A Fungicide that Makes You Fat
Recent studies published in the journal Environmental Health Perspectives may help you make up your mind about whether to buy organic produce or not. It seems that minute doses of the fungicide “triflumizole” caused mice to give birth to babies that were highly likely to become obese. Triflumizole is a commonly used fungicide used on leafy greens. This chemical has been classed as an obesogen – a chemical that disrupts metabolic processes, making it difficult to lose or maintain weight. Since such a tiny amount was needed to affect these adverse results in laboratory mice, scientists suspect that these doses are already presently circulating in our existing food supply.
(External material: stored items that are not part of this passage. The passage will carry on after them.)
//! LEA (Link-based Entity-Aware) agreement, with an includes-aware variant.
//!
//! # Definition
//!
//! For every key entity `e` with at least two mentions:
//!
//! ```text
//! importance(e) = |e|
//! resolution(e) = |{(m_i, m_j) in e : same response entity}| / C(|e|, 2)
//! ```
//!
//! Recall is `Σ importance·resolution / Σ importance` over the key; precision
//! is the same with key and response swapped (Moosavi & Strube, 2016).
//!
//! The children variant adds one more component per entity that has
//! children: `importance = |children|` and `resolution` is the fraction of
//! (mention, child span) pairs where some response entity containing the
//! mention also lists the child span among its children. An entity's children
//! are the spans of its direct child entities plus the spans of every leaf
//! entity below them.
//!
//! Sums are kept unnormalized in [`LeaTotals`] so a corpus score is a
//! micro-average over documents.

use coref_markup_core::{Markup, Span};
use std::collections::{BTreeSet, HashMap, HashSet};
use std::ops::AddAssign;

/// Smoothing term of every division.
pub const EPSILON: f64 = 1e-7;

/// `2·P·R / (P + R + ε)`.
#[must_use]
pub fn f1(precision: f64, recall: f64, eps: f64) -> f64 {
    (precision * recall) / (precision + recall + eps) * 2.0
}

/// LEA precision, recall and F1.
#[derive(Debug, Clone, Copy, Default, PartialEq)]
pub struct LeaScores {
    /// Precision
    pub precision: f64,
    /// Recall
    pub recall: f64,
    /// F1 score
    pub f1: f64,
}

/// Unnormalized LEA sums.
#[derive(Debug, Clone, Copy, Default, PartialEq)]
pub struct LeaTotals {
    /// Σ importance·resolution over the key
    pub recall_num: f64,
    /// Σ importance over the key
    pub recall_den: f64,
    /// Σ importance·resolution over the response
    pub precision_num: f64,
    /// Σ importance over the response
    pub precision_den: f64,
}

impl LeaTotals {
    /// Normalize with smoothing `eps`.
    #[must_use]
    pub fn scores(&self, eps: f64) -> LeaScores {
        let precision = self.precision_num / (self.precision_den + eps);
        let recall = self.recall_num / (self.recall_den + eps);
        LeaScores {
            precision,
            recall,
            f1: f1(precision, recall, eps),
        }
    }
}

impl AddAssign for LeaTotals {
    fn add_assign(&mut self, other: Self) {
        self.recall_num += other.recall_num;
        self.recall_den += other.recall_den;
        self.precision_num += other.precision_num;
        self.precision_den += other.precision_den;
    }
}

/// Spans of the direct children of entity `idx`, plus spans of every leaf
/// entity reachable below them. Sorted.
#[must_use]
pub fn get_children(markup: &Markup, idx: usize) -> Vec<Span> {
    let includes = |i: usize| markup.includes.get(i).map(Vec::as_slice).unwrap_or(&[]);
    let spans = |i: usize| markup.entities.get(i).map(Vec::as_slice).unwrap_or(&[]);

    let mut children: BTreeSet<Span> = includes(idx).iter().flat_map(|&c| spans(c)).copied().collect();
    let mut visited = HashSet::new();
    let mut stack: Vec<usize> = includes(idx).to_vec();
    while let Some(child) = stack.pop() {
        if !visited.insert(child) {
            continue;
        }
        let grandchildren = includes(child);
        if grandchildren.is_empty() {
            children.extend(spans(child).iter().copied());
        } else {
            stack.extend(grandchildren.iter().filter(|g| !visited.contains(*g)).copied());
        }
    }
    children.into_iter().collect()
}

struct Cluster<'a> {
    spans: &'a [Span],
    children: Vec<Span>,
}

fn clusters(markup: &Markup, with_children: bool) -> Vec<Cluster<'_>> {
    markup
        .entities
        .iter()
        .enumerate()
        .map(|(idx, spans)| Cluster {
            spans,
            children: if with_children { get_children(markup, idx) } else { Vec::new() },
        })
        .collect()
}

/// `(Σ importance·resolution, Σ importance)` of `key` against `response`.
fn one_side(key: &[Cluster<'_>], response: &[Cluster<'_>]) -> (f64, f64) {
    let mention_to_cluster: HashMap<Span, usize> = response
        .iter()
        .enumerate()
        .flat_map(|(idx, c)| c.spans.iter().map(move |s| (*s, idx)))
        .collect();
    let mut child_to_parent_spans: HashMap<Span, HashSet<Span>> = HashMap::new();
    for cluster in response {
        for child in &cluster.children {
            child_to_parent_spans
                .entry(*child)
                .or_default()
                .extend(cluster.spans.iter().copied());
        }
    }

    let mut weighted = 0.0;
    let mut weight = 0.0;
    for entity in key {
        let size = entity.spans.len();
        if size < 2 {
            continue;
        }
        let mut correct = 0usize;
        for (i, a) in entity.spans.iter().enumerate() {
            for b in &entity.spans[i + 1..] {
                if let (Some(x), Some(y)) = (mention_to_cluster.get(a), mention_to_cluster.get(b)) {
                    if x == y {
                        correct += 1;
                    }
                }
            }
        }
        let links = (size * (size - 1) / 2) as f64;
        weighted += size as f64 * (correct as f64 / links);
        weight += size as f64;

        if entity.children.is_empty() {
            continue;
        }
        let mut correct = 0usize;
        for mention in entity.spans {
            for child in &entity.children {
                if child_to_parent_spans.get(child).is_some_and(|p| p.contains(mention)) {
                    correct += 1;
                }
            }
        }
        let n_children = entity.children.len() as f64;
        weighted += n_children * (correct as f64 / (size as f64 * n_children));
        weight += n_children;
    }
    (weighted, weight)
}

fn totals(key: &Markup, response: &Markup, with_children: bool) -> LeaTotals {
    let key = clusters(key, with_children);
    let response = clusters(response, with_children);
    let (recall_num, recall_den) = one_side(&key, &response);
    let (precision_num, precision_den) = one_side(&response, &key);
    LeaTotals {
        recall_num,
        recall_den,
        precision_num,
        precision_den,
    }
}

/// Plain LEA sums, ignoring includes.
#[must_use]
pub fn lea_totals(key: &Markup, response: &Markup) -> LeaTotals {
    totals(key, response, false)
}

/// LEA sums with the children component.
#[must_use]
pub fn lea_children_totals(key: &Markup, response: &Markup) -> LeaTotals {
    totals(key, response, true)
}

/// Plain LEA of one document.
#[must_use]
pub fn lea(key: &Markup, response: &Markup) -> LeaScores {
    lea_totals(key, response).scores(EPSILON)
}

/// LEA with children of one document.
#[must_use]
pub fn lea_children(key: &Markup, response: &Markup) -> LeaScores {
    lea_children_totals(key, response).scores(EPSILON)
}

#[cfg(test)]
mod tests {
    use super::*;

    fn sp(start: usize, end: usize) -> Span {
        Span::new(start, end)
    }

    fn markup(entities: Vec<Vec<Span>>, includes: Vec<Vec<usize>>) -> Markup {
        Markup::with_entities("x".repeat(64), entities, includes)
    }

    #[test]
    fn identical_markups_score_one() {
        let m = markup(
            vec![vec![sp(0, 1), sp(2, 3), sp(4, 5)], vec![sp(6, 7), sp(8, 9)], vec![sp(10, 20)]],
            vec![vec![], vec![], vec![0, 1]],
        );
        assert!((lea(&m, &m).f1 - 1.0).abs() < 1e-6);
        assert!((lea_children(&m, &m).f1 - 1.0).abs() < 1e-6);
    }

    #[test]
    fn split_entity_lowers_recall_only() {
        let key = markup(vec![vec![sp(0, 1), sp(2, 3), sp(4, 5)]], vec![]);
        let response = markup(vec![vec![sp(0, 1), sp(2, 3)], vec![sp(4, 5)]], vec![]);
        let scores = lea(&key, &response);
        // one of three links found, weighted by 3
        assert!((scores.recall - 1.0 / 3.0).abs() < 1e-6);
        assert!((scores.precision - 1.0).abs() < 1e-6);
        assert!(scores.f1 < 1.0);
    }

    #[test]
    fn swap_exchanges_precision_and_recall() {
        let a = markup(vec![vec![sp(0, 1), sp(2, 3), sp(4, 5)], vec![sp(6, 7), sp(8, 9)]], vec![]);
        let b = markup(vec![vec![sp(0, 1), sp(2, 3)], vec![sp(4, 5), sp(6, 7), sp(8, 9)]], vec![]);
        let ab = lea(&a, &b);
        let ba = lea(&b, &a);
        assert!((ab.precision - ba.recall).abs() < 1e-12);
        assert!((ab.recall - ba.precision).abs() < 1e-12);
        assert!((ab.f1 - ba.f1).abs() < 1e-12);
    }

    #[test]
    fn children_include_leaves_below() {
        let m = markup(
            vec![vec![sp(0, 1)], vec![sp(2, 3)], vec![sp(4, 5)], vec![sp(6, 7)]],
            vec![vec![1], vec![2], vec![], vec![]],
        );
        assert_eq!(get_children(&m, 0), vec![sp(2, 3), sp(4, 5)]);
        assert_eq!(get_children(&m, 1), vec![sp(4, 5)]);
        assert!(get_children(&m, 3).is_empty());
    }

    #[test]
    fn missing_child_lowers_children_score() {
        let entities = vec![vec![sp(0, 1), sp(2, 3)], vec![sp(4, 5), sp(6, 7)]];
        let with_child = markup(entities.clone(), vec![vec![1], vec![]]);
        let without = markup(entities, vec![]);
        assert!((lea(&with_child, &without).f1 - 1.0).abs() < 1e-6);
        let scores = lea_children(&with_child, &without);
        assert!(scores.recall < 1.0);
        assert!((scores.precision - 1.0).abs() < 1e-6);
    }

    #[test]
    fn totals_accumulate() {
        let m = markup(vec![vec![sp(0, 1), sp(2, 3)]], vec![]);
        let mut total = LeaTotals::default();
        total += lea_totals(&m, &m);
        total += lea_totals(&m, &m);
        assert!((total.recall_den - 4.0).abs() < 1e-12);
        assert!((total.scores(EPSILON).f1 - 1.0).abs() < 1e-6);
    }

    #[test]
    fn nothing_to_score_is_zero() {
        let empty = markup(vec![], vec![]);
        assert_eq!(lea(&empty, &empty).f1, 0.0);
    }
}
//! Merge command: pairwise consensus of two or more versions

use clap::Parser;
use std::path::PathBuf;

use super::super::utils::{read_markups, write_with_diff};
use crate::config::Settings;
use crate::merge::merge_versions;
use crate::provenance::DiffCollector;

/// Merge two or more versions into one consensus markup
#[derive(Parser, Debug)]
pub struct MergeArgs {
    /// Paths to markup versions
    #[arg(required = true, num_args = 2.., value_name = "PATH")]
    pub paths: Vec<PathBuf>,

    /// Output file
    #[arg(short, long, value_name = "PATH")]
    pub out: PathBuf,
}

/// Run the command.
pub fn run(args: MergeArgs, settings: &Settings) -> Result<(), String> {
    let versions = read_markups(&args.paths)?;
    let mut diff = DiffCollector::new();
    let merged = merge_versions(versions, &settings.merge_config(), &mut diff).map_err(|e| e.to_string())?;
    log::info!(
        "Merged {} versions: {} entities, {} commented spans",
        args.paths.len(),
        merged.len(),
        diff.len()
    );
    write_with_diff(merged, &diff, settings, &args.out)
}
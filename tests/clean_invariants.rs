//! Property tests for the cleaning pipeline.
//!
//! Whatever annotators produce, cleaned markup satisfies the structural
//! invariants the merge engine relies on.

use coref_markup::{clean, DiffCollector, Markup, Span};
use proptest::prelude::*;
use std::collections::{BTreeSet, HashMap};

const TEXT: &str = "Ann met  Bob. She said he was late, and they left.";

/// Entities of arbitrary spans over `TEXT` (overlapping, adjacent, padded
/// with whitespace, shared between entities) with random includes, self
/// and cyclic ones included.
fn raw_markup() -> impl Strategy<Value = Markup> {
    let len = TEXT.chars().count();
    let span = (0..len).prop_flat_map(move |start| (Just(start), 0..=(len - start).min(12)))
        .prop_map(|(start, l)| Span::new(start, start + l));
    let entities = prop::collection::vec(prop::collection::vec(span, 1..5), 1..6);
    let links = prop::collection::vec((0usize..6, 0usize..6), 0..5);
    (entities, links).prop_map(move |(entities, links)| {
        let mut includes: Vec<Vec<usize>> = vec![Vec::new(); entities.len()];
        for (p, c) in links {
            if p < entities.len() && c < entities.len() && !includes[p].contains(&c) {
                includes[p].push(c);
            }
        }
        Markup::with_entities(TEXT, entities, includes)
    })
}

fn has_link(markup: &Markup, idx: usize) -> bool {
    !markup.includes[idx].is_empty() || markup.includes.iter().any(|children| children.contains(&idx))
}

proptest! {
    #[test]
    fn cleaned_markup_is_well_formed(mut markup in raw_markup()) {
        let mut diff = DiffCollector::new();
        clean(&mut markup, &mut diff).unwrap();
        prop_assert!(markup.validate().is_ok());

        let text: Vec<char> = TEXT.chars().collect();
        let mut owner: HashMap<Span, usize> = HashMap::new();
        for (idx, entity) in markup.entities.iter().enumerate() {
            prop_assert!(entity.len() >= 2 || has_link(&markup, idx), "singleton survived: {:?}", entity);
            prop_assert!(!markup.includes[idx].contains(&idx));

            for (i, a) in entity.iter().enumerate() {
                prop_assert!(a.start < a.end, "empty span {}", a);
                prop_assert!(!text[a.start].is_whitespace(), "leading whitespace in {}", a);
                prop_assert!(!text[a.end - 1].is_whitespace(), "trailing whitespace in {}", a);
                for b in &entity[i + 1..] {
                    prop_assert!(!a.overlaps(b), "{} overlaps {}", a, b);
                }
                prop_assert!(owner.insert(*a, idx).is_none(), "span {} shared by two entities", a);
            }
        }
    }

    #[test]
    fn comments_only_name_surviving_spans(mut markup in raw_markup()) {
        let mut diff = DiffCollector::new();
        clean(&mut markup, &mut diff).unwrap();
        let spans: BTreeSet<Span> = markup.spans();
        for entry in diff.entries_for(&markup, "; ") {
            prop_assert!(spans.contains(&entry.span));
            prop_assert!(entry.comment.is_some() || entry.shared_comment.is_some());
        }
    }

    #[test]
    fn cleaning_is_a_fixed_point(mut markup in raw_markup()) {
        let mut diff = DiffCollector::new();
        clean(&mut markup, &mut diff).unwrap();
        let once = markup.clone();

        let mut second = DiffCollector::new();
        let stats = clean(&mut markup, &mut second).unwrap();
        prop_assert!(stats.is_clean(), "second pass repaired {:?}", stats);
        prop_assert!(second.is_empty());
        prop_assert_eq!(markup, once);
    }
}

#[test]
fn clean_input_is_untouched() {
    let mut markup = Markup::with_entities(
        TEXT,
        vec![vec![Span::new(0, 3), Span::new(14, 17)], vec![Span::new(9, 12), Span::new(23, 25)]],
        vec![],
    );
    let before = markup.clone();
    let mut diff = DiffCollector::new();
    let stats = clean(&mut markup, &mut diff).unwrap();
    assert!(stats.is_clean());
    assert!(diff.is_empty());
    assert_eq!(markup, before);
}
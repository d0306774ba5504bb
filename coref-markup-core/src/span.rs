//! Character-offset spans.

use serde::{Deserialize, Serialize};
use std::fmt;
use std::ops::Range;

/// A half-open `[start, end)` interval of character offsets into a markup text.
///
/// Spans order by `(start, end)`, which is the order used everywhere a markup
/// is serialized. On the wire a span is a two-element array `[start, end]`.
#[derive(Debug, Clone, Copy, PartialEq, Eq, PartialOrd, Ord, Hash, Serialize, Deserialize)]
#[serde(from = "(usize, usize)", into = "(usize, usize)")]
pub struct Span {
    /// Start character offset (inclusive)
    pub start: usize,
    /// End character offset (exclusive)
    pub end: usize,
}

impl Span {
    /// Create a new span.
    #[must_use]
    pub const fn new(start: usize, end: usize) -> Self {
        Self { start, end }
    }

    /// Number of characters covered. Zero for inverted spans.
    #[must_use]
    pub fn len(&self) -> usize {
        self.end.saturating_sub(self.start)
    }

    /// True when the span covers no characters (`start >= end`).
    #[must_use]
    pub fn is_empty(&self) -> bool {
        self.start >= self.end
    }

    /// Check if this span shares at least one character with another.
    #[must_use]
    pub fn overlaps(&self, other: &Span) -> bool {
        self.start < other.end && other.start < self.end
    }

    /// Check if the character offset falls inside the span.
    #[must_use]
    pub fn contains_offset(&self, offset: usize) -> bool {
        self.start <= offset && offset < self.end
    }

    /// The span as a range of character offsets.
    #[must_use]
    pub fn range(&self) -> Range<usize> {
        self.start..self.end
    }
}

impl From<(usize, usize)> for Span {
    fn from((start, end): (usize, usize)) -> Self {
        Self { start, end }
    }
}

impl From<Span> for (usize, usize) {
    fn from(span: Span) -> Self {
        (span.start, span.end)
    }
}

impl fmt::Display for Span {
    fn fmt(&self, f: &mut fmt::Formatter<'_>) -> fmt::Result {
        write!(f, "({}, {})", self.start, self.end)
    }
}
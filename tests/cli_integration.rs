//! Integration tests for the coref-markup binary.

use assert_cmd::Command;
use predicates::prelude::*;
use std::fs;
use std::path::Path;
use tempfile::TempDir;

use coref_markup::{Markup, Span};

const TEXT: &str = "Ann met Bob. She said he was late.";

fn write(path: &Path, entities: Vec<Vec<(usize, usize)>>, includes: Vec<Vec<usize>>) {
    let entities = entities
        .into_iter()
        .map(|e| e.into_iter().map(|(s, e)| Span::new(s, e)).collect())
        .collect();
    fs::create_dir_all(path.parent().unwrap()).unwrap();
    Markup::with_entities(TEXT, entities, includes).write_to_path(path).unwrap();
}

fn cmd() -> Command {
    let mut cmd = Command::cargo_bin("coref-markup").unwrap();
    cmd.env_remove("RUST_LOG");
    cmd
}

#[test]
fn test_merge_writes_consensus_with_diff() {
    let dir = TempDir::new().unwrap();
    let a = dir.path().join("a.json");
    let b = dir.path().join("b.json");
    let out = dir.path().join("out.json");
    write(&a, vec![vec![(0, 3), (13, 16)]], vec![]);
    write(&b, vec![vec![(0, 3), (13, 16)], vec![(8, 11), (22, 24)]], vec![]);

    cmd()
        .args(["merge", a.to_str().unwrap(), b.to_str().unwrap(), "-o", out.to_str().unwrap()])
        .assert()
        .success();

    let merged = Markup::from_path(&out).unwrap();
    assert_eq!(merged.entities.len(), 2);
    assert!(merged.diff.iter().any(|e| e.span == Span::new(8, 11)));

    let raw = fs::read_to_string(&out).unwrap();
    let json: serde_json::Value = serde_json::from_str(&raw).unwrap();
    let comment = json["diff"][0]["comment"].as_str().unwrap();
    assert!(comment.starts_with("added span"), "{}", comment);
}

#[test]
fn test_merge_rejects_different_texts() {
    let dir = TempDir::new().unwrap();
    let a = dir.path().join("a.json");
    let b = dir.path().join("b.json");
    let out = dir.path().join("out.json");
    write(&a, vec![], vec![]);
    Markup::new("Another text").write_to_path(&b).unwrap();

    cmd()
        .args(["merge", a.to_str().unwrap(), b.to_str().unwrap(), "-o", out.to_str().unwrap()])
        .assert()
        .failure()
        .code(1)
        .stderr(predicate::str::contains("Texts are not the same!"));
    assert!(!out.exists());
}

#[test]
fn test_merge_majority_needs_three_files() {
    let dir = TempDir::new().unwrap();
    let a = dir.path().join("a.json");
    write(&a, vec![], vec![]);
    cmd()
        .args(["merge-majority", a.to_str().unwrap(), a.to_str().unwrap(), "-o", "out.json"])
        .assert()
        .failure();
}

#[test]
fn test_merge_majority_keeps_agreed_chains() {
    let dir = TempDir::new().unwrap();
    let paths: Vec<_> = ["a", "b", "c"].iter().map(|n| dir.path().join(format!("{}.json", n))).collect();
    write(&paths[0], vec![vec![(0, 3), (13, 16)]], vec![]);
    write(&paths[1], vec![vec![(0, 3), (13, 16)], vec![(8, 11), (22, 24)]], vec![]);
    write(&paths[2], vec![vec![(8, 11), (22, 24)], vec![(0, 3), (29, 33)]], vec![]);
    let out = dir.path().join("out.json");

    let mut args: Vec<String> = vec!["merge-majority".into()];
    args.extend(paths.iter().map(|p| p.to_str().unwrap().to_string()));
    args.extend(["-o".to_string(), out.to_str().unwrap().to_string()]);
    cmd().args(&args).assert().success();

    let merged = Markup::from_path(&out).unwrap();
    assert_eq!(
        merged.entities,
        vec![vec![Span::new(0, 3), Span::new(13, 16)], vec![Span::new(8, 11), Span::new(22, 24)]]
    );
}

#[test]
fn test_diff_prints_sections_and_metrics() {
    let dir = TempDir::new().unwrap();
    let a = dir.path().join("a.json");
    let b = dir.path().join("b.json");
    write(&a, vec![vec![(0, 3), (13, 16)]], vec![]);
    write(&b, vec![vec![(0, 3)], vec![(13, 16), (22, 24)]], vec![]);

    cmd()
        .args(["diff", a.to_str().unwrap(), b.to_str().unwrap(), "--context", "4"])
        .assert()
        .success()
        .stdout(predicate::str::contains("Spans in B but not in A"))
        .stdout(predicate::str::contains("Spans belonging to different entities"))
        .stdout(predicate::str::contains("LEA (w/o child spans): "))
        .stdout(predicate::str::contains("LEA (w/  child spans): "));
}

#[test]
fn test_diff_accepts_raw_markup() {
    let dir = TempDir::new().unwrap();
    let a = dir.path().join("a.json");
    let b = dir.path().join("b.json");
    write(&a, vec![vec![(0, 3), (13, 16)], vec![(13, 16), (22, 24)]], vec![vec![0], vec![]]);
    write(&b, vec![vec![(0, 3)], vec![(13, 16), (22, 24)]], vec![]);

    cmd()
        .args(["diff", a.to_str().unwrap(), b.to_str().unwrap()])
        .assert()
        .success()
        .stdout(predicate::str::contains("Spans belonging to different entities"));
}

#[test]
fn test_agreement_over_two_dirs() {
    let dir = TempDir::new().unwrap();
    let one = dir.path().join("one");
    let two = dir.path().join("two");
    write(&one.join("doc.json"), vec![vec![(0, 3), (13, 16)]], vec![]);
    write(&two.join("doc.json"), vec![vec![(0, 3), (13, 16)]], vec![]);
    write(&one.join("extra.json"), vec![vec![(0, 3), (13, 16)]], vec![]);

    cmd()
        .args(["agreement", one.to_str().unwrap(), two.to_str().unwrap()])
        .assert()
        .success()
        .stdout(predicate::str::contains("No matching document for"))
        .stdout(predicate::str::contains("1.000 doc.json"))
        .stdout(predicate::str::contains("\n1.000 Total"))
        .stderr(predicate::str::contains("No matching document").not());
}

#[test]
fn test_clean_removes_singletons() {
    let dir = TempDir::new().unwrap();
    let input = dir.path().join("raw.json");
    let out = dir.path().join("clean.json");
    write(&input, vec![vec![(0, 3), (13, 16)], vec![(8, 11)]], vec![]);

    cmd()
        .args(["clean", input.to_str().unwrap(), "-o", out.to_str().unwrap()])
        .assert()
        .success();
    let cleaned = Markup::from_path(&out).unwrap();
    assert_eq!(cleaned.entities, vec![vec![Span::new(0, 3), Span::new(13, 16)]]);
}

#[test]
fn test_bad_config_fails() {
    let dir = TempDir::new().unwrap();
    let config = dir.path().join("config.toml");
    fs::write(&config, "no_such_setting = 1\n").unwrap();
    let a = dir.path().join("a.json");
    write(&a, vec![], vec![]);

    cmd()
        .args(["--config", config.to_str().unwrap(), "diff", a.to_str().unwrap(), a.to_str().unwrap()])
        .assert()
        .failure()
        .stderr(predicate::str::contains("Config error"));
}
//! Error types for coref-markup.

use thiserror::Error;

/// Result type for coref-markup operations.
pub type Result<T> = std::result::Result<T, Error>;

/// Error type for coref-markup operations.
#[derive(Error, Debug)]
#[non_exhaustive]
pub enum Error {
    /// Structural or decoding error from the core model.
    #[error(transparent)]
    Core(#[from] coref_markup_core::Error),

    /// Two versions of a document annotate different texts.
    #[error("Texts are not the same!{}", .0.as_deref().map(|d| format!(" ({})", d)).unwrap_or_default())]
    TextMismatch(Option<String>),

    /// Too few versions for the requested merge.
    #[error("Not enough versions: need at least {needed}, got {got}")]
    NotEnoughVersions {
        /// Minimum number of versions
        needed: usize,
        /// Number of versions provided
        got: usize,
    },

    /// Settings could not be loaded.
    #[error("Config error: {0}")]
    Config(String),

    /// Corpus discovery failed.
    #[error("Corpus error: {0}")]
    Corpus(String),

    /// IO error.
    #[error("IO error: {0}")]
    Io(#[from] std::io::Error),
}

impl Error {
    /// Create a text mismatch error naming the offending document.
    pub fn text_mismatch(detail: impl Into<String>) -> Self {
        Error::TextMismatch(Some(detail.into()))
    }

    /// Create a config error.
    pub fn config(msg: impl Into<String>) -> Self {
        Error::Config(msg.into())
    }

    /// Create a corpus error.
    pub fn corpus(msg: impl Into<String>) -> Self {
        Error::Corpus(msg.into())
    }

    /// Whether this is a text mismatch between versions.
    #[must_use]
    pub fn is_text_mismatch(&self) -> bool {
        matches!(self, Error::TextMismatch(_))
    }
}
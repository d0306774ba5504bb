//! # coref-markup
//!
//! Reconcile coreference annotations made independently by several people.
//!
//! - **Cleaning**: repair singletons, overlaps, split spans, whitespace, duplicates
//! - **Merging**: pairwise union with provenance comments, or majority vote
//! - **Diffing**: human-readable report of where two annotators disagree
//! - **Scoring**: LEA and LEA-with-children, per document and over a corpus
//!
//! ## Pipeline
//!
//! ```text
//!   version A ──clean──┐
//!   version B ──clean──┼──▶ merge ──▶ clean ──▶ consensus + diff comments
//!   version C ──clean──┘
//!
//!   version A ─┐
//!              ├──▶ report (spans, chains, includes) + LEA
//!   version B ─┘
//! ```
//!
//! ## Quick Start
//!
//! ```rust
//! use coref_markup::{merge_versions, DiffCollector, Markup, MergeConfig, Span};
//!
//! let text = "Ann met Bob. She said he was late.";
//! let a = Markup::with_entities(text, vec![vec![Span::new(0, 3), Span::new(13, 16)]], vec![]);
//! let b = Markup::with_entities(text, vec![vec![Span::new(8, 11), Span::new(22, 24)]], vec![]);
//!
//! let mut diff = DiffCollector::new();
//! let merged = merge_versions(vec![a, b], &MergeConfig::default(), &mut diff).unwrap();
//! assert_eq!(merged.entities.len(), 2);
//! assert!(!diff.is_empty());
//! ```
//!
//! ## Scoring
//!
//! ```rust
//! use coref_markup::{eval::lea_children, Markup, Span};
//!
//! let m = Markup::with_entities("ab cd", vec![vec![Span::new(0, 2), Span::new(3, 5)]], vec![]);
//! assert!((lea_children(&m, &m).f1 - 1.0).abs() < 1e-6);
//! ```

#![warn(missing_docs)]

pub mod clean;
#[cfg(feature = "cli")]
pub mod cli;
pub mod config;
mod error;
pub mod eval;
pub mod merge;
pub mod provenance;
pub mod report;

pub use clean::{clean, CleanStats};
pub use config::Settings;
pub use error::{Error, Result};
pub use merge::{
    merge, merge_and_clean, merge_many, merge_majority, merge_majority_versions, merge_versions, MergeConfig,
};
pub use provenance::DiffCollector;
pub use report::MarkupDiff;

pub use coref_markup_core::{
    CharText, DiffEntry, EntityGraph, EntityId, EntityKind, EntityNode, Markup, NestingPolicy, Span,
};
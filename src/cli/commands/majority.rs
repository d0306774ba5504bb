//! Merge-majority command: keep what two of three annotators agree on

use clap::Parser;
use std::path::PathBuf;

use super::super::utils::{read_markups, write_with_diff};
use crate::config::Settings;
use crate::merge::merge_majority_versions;
use crate::provenance::DiffCollector;

/// Merge three versions by majority vote
#[derive(Parser, Debug)]
pub struct MajorityArgs {
    /// Paths to markup versions
    #[arg(required = true, num_args = 3, value_name = "PATH")]
    pub paths: Vec<PathBuf>,

    /// Output file
    #[arg(short, long, value_name = "PATH")]
    pub out: PathBuf,
}

/// Run the command.
pub fn run(args: MajorityArgs, settings: &Settings) -> Result<(), String> {
    let versions = read_markups(&args.paths)?;
    let mut diff = DiffCollector::new();
    let merged =
        merge_majority_versions(versions, &settings.merge_config(), &mut diff).map_err(|e| e.to_string())?;
    write_with_diff(merged, &diff, settings, &args.out)
}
Researchers are also raising eyebrows and looking at a correlation between this chemical and the dramatic 73% increase in overweight infants that has been seen since 1980.
How Obesogens Work
Research on obesogens is ongoing and new studies are revealing how these chemicals interfere with our body’s metabolic processes. Some obesogens stimulate the over production of fat cells. Others alter hormone activity, causing your body to store excess fat instead of burning it. Still others cause the organism to overeat by interfering with chemical signaling that sends the message that the body has had enough.
Many chemicals are known to be obesogens such as those found in vinyl plastics, stain-resistant carpeting, and non-stick cookware.
Obesogens are a growing health threat. To protect yourself and your family, avoid plastics as much as possible, choose cast iron or ceramic cookware, and, of course, buy organic produce whenever possible.